• Que a vida adulta não lhe tire  a capacidade de sonhar
  • Que a vida adulta não lhe tire


    a capacidade de sonhar


    A criança que eu fui sonhava em ser escritora. “Vou fazer faculdade de letras e escrever livros que nem Monteiro Lobato”, eu dizia. Quando não estava ocupada rabiscando meus diários ou caderninhos de poesia preenchidos por uma caligrafia torta e infantil, estava às voltas com a minha flauta de plástico e uma escova de cabelos que, na minha fertilíssima imaginação, era claramente um microfone.

    “Mãe, eu vou ser cantora que nem Eliana.”

    Meus pais sorriam, contentes, mas sabiam que a vida adulta me acordaria. Aos dezesseis, resolvi fazer faculdade de direito, mesmo sabendo que isso não me tornaria uma escritora de sucesso ou a próxima Eliana. Decidi porque era conveniente: a Universidade fica perto da minha casa, eu tenho facilidade com interpretação de textos, advogados ganham bem e têm algum prestígio social, meus pais se orgulharão de mim.

    Tentei, impiedosamente, matar os meus sonhos. Eu não sabia por onde começar pra ser a próxima Eliana ou escrever livros como Monteiro Lobato, e, afinal, era preciso seguir. A ideia de que os meus sonhos deveriam bater à minha porta como num passe de mágica me arrebatava a coragem de buscá-los.

    Até que, num belo dia, eu resolvi tentar. Me matriculei numa escola de música e contactei pessoas para montarmos uma banda. Fiz uma seleção para um blog – por acaso, para este blog – e desenterrei os meus hobbys favoritos. E, veja só: eu não precisei abandonar a faculdade de direito. Eu não precisei abdicar da minha ‘realidade’ até compreender, completa e indubitavelmente, que eu nascera para obedecer aos anseios da minha alma.

    Hoje, sorrio bonito a cada nota, a cada vez em que entro num estúdio, a cada acorde que me me invade a alma e me faz, finalmente, sentir viva. Meu coração se enche de vontade de vida todas as vezes em que rabisco alguns versos ou sinto o cheiro do meu livro.

    E, não, eu não sou a próxima Eliana. Talvez eu jamais chegue lá. Eu não escrevo como o Monteiro Lobato. Mas eu faço dos meus dias aquilo que o meu coração sempre me pediu.
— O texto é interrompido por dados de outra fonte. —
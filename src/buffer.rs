//! The staging buffer, and the frame geometry it represents

use crate::cursor::WriteCursor;

/// LEDs on each strip.
pub const LEDS_PER_STRIP: usize = 27;

/// Bit slots per LED. Each LED takes 24 bits, GRB, MSB first.
pub const BITS_PER_LED: usize = 24;

/// The number of strips driven in parallel.
///
/// Each staging buffer byte is written to an 8-bit output port, so
/// one bit of every byte belongs to each strip.
pub const STRIPS: usize = 8;

/// Size of the default frame, in bytes.
pub const FRAME_LEN: usize = LEDS_PER_STRIP * BITS_PER_LED;

/// A fixed-size LED frame, addressable by byte offset.
///
/// The buffer is bit-sliced. Byte `led * 24 + bit` holds bit `bit`
/// of LED `led` for all strips; bit `s` of that byte goes to strip `s`.
/// Use [`set_pixel()`](StagingBuffer::set_pixel) to pack a single LED
/// if you're building frames on the device.
///
/// Host writes land through a [`WriteCursor`]. Device-side code changes the
/// buffer with `set_pixel()`, reached through
/// [`Bridge::buffer_mut()`](crate::bridge::Bridge::buffer_mut).
pub struct StagingBuffer<const N: usize = FRAME_LEN> {
    bytes: [u8; N],
}

impl<const N: usize> StagingBuffer<N> {
    /// Allocate a zeroed buffer.
    pub const fn new() -> Self {
        Self { bytes: [0; N] }
    }

    /// Returns the buffer size, in bytes.
    pub const fn len(&self) -> usize {
        N
    }

    /// Returns `true` if the buffer holds no bytes.
    pub const fn is_empty(&self) -> bool {
        N == 0
    }

    /// Returns the whole frame, for transmission.
    pub fn as_bytes(&self) -> &[u8] {
        &self.bytes
    }

    /// Start a write of `requested` bytes at `offset`.
    ///
    /// Returns `None` if `offset` is at or beyond the end of the buffer.
    /// Otherwise, the cursor's window is clamped to the end of the buffer.
    pub fn begin_write(&self, offset: usize, requested: usize) -> Option<WriteCursor> {
        WriteCursor::new(N, offset, requested)
    }

    /// Mutable access for the cursor.
    pub(crate) fn bytes_mut(&mut self) -> &mut [u8] {
        &mut self.bytes
    }

    /// Pack one LED of one strip into the frame.
    ///
    /// `grb` is in wire order. Does nothing if `strip` or `led` are
    /// out of range for this buffer.
    pub fn set_pixel(&mut self, strip: usize, led: usize, grb: [u8; 3]) {
        let Some(slots) = self.slots_mut(strip, led) else {
            return;
        };
        let mask = 1u8 << strip;
        let bits = u32::from_be_bytes([0, grb[0], grb[1], grb[2]]);
        for (idx, slot) in slots.iter_mut().enumerate() {
            if bits & (1 << (BITS_PER_LED - 1 - idx)) != 0 {
                *slot |= mask;
            } else {
                *slot &= !mask;
            }
        }
    }

    /// Unpack one LED of one strip from the frame.
    ///
    /// Returns `None` if `strip` or `led` are out of range for this buffer.
    pub fn pixel(&self, strip: usize, led: usize) -> Option<[u8; 3]> {
        let start = Self::slot_start(strip, led)?;
        let bits = self.bytes[start..start + BITS_PER_LED]
            .iter()
            .fold(0u32, |acc, slot| (acc << 1) | u32::from((*slot >> strip) & 1));
        let [_, g, r, b] = bits.to_be_bytes();
        Some([g, r, b])
    }

    fn slot_start(strip: usize, led: usize) -> Option<usize> {
        if strip >= STRIPS {
            return None;
        }
        let start = led.checked_mul(BITS_PER_LED)?;
        (start.checked_add(BITS_PER_LED)? <= N).then_some(start)
    }

    fn slots_mut(&mut self, strip: usize, led: usize) -> Option<&mut [u8]> {
        let start = Self::slot_start(strip, led)?;
        Some(&mut self.bytes[start..start + BITS_PER_LED])
    }
}

impl<const N: usize> Default for StagingBuffer<N> {
    fn default() -> Self {
        Self::new()
    }
}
    Eu compreendi que os sonhos da minha alma infantil são os mesmos sonhos desta alma quase adulta, tão jovem, mas já cansada. A diferença é que a criança que eu era não se deixava abater por essa selva de pedras chamada realidade.As referências mudam, mas os sonhos permanecem intactos, no fundo de nossas almas, onde nos atrevemos a calá-los.

    Do mesmo modo, o seu sonho de ser bombeiro continua vivo em algum lugar. Em meio aos compromissos profissionais, às agendas lotadas e à odiosa obrigatoriedade de ser alguém na vida, ele se cala, sufocado. Em algum lugar do seu coração há a bailarina que você sonhava em ser aos três anos. Ou a mulher corajosa e destemida como a She ra.

    Ainda que a maturidade te ajude a compreender que nem tudo é possível – que não se pode voar ou ser uma ranger cor-de-rosa, por exemplo – ela não pode arrancar-lhe a única coisa que realmente vale a pena na vida que é sér alguém que nós mesmos admiraríamos.

    Nós negligenciamos os nossos sonhos infantis e nos esquecemos que eles – e apenas eles – estavam livres das amarras do possível. E que é cruel demais calá-los mesmo sabendo que só nos resta uma chance – o resto é incerteza.

    Torne-se um adulto que orgulharia a criança que você foi. Tolice é manter os pés no chão enquanto o que queremos, no fundo, é voar.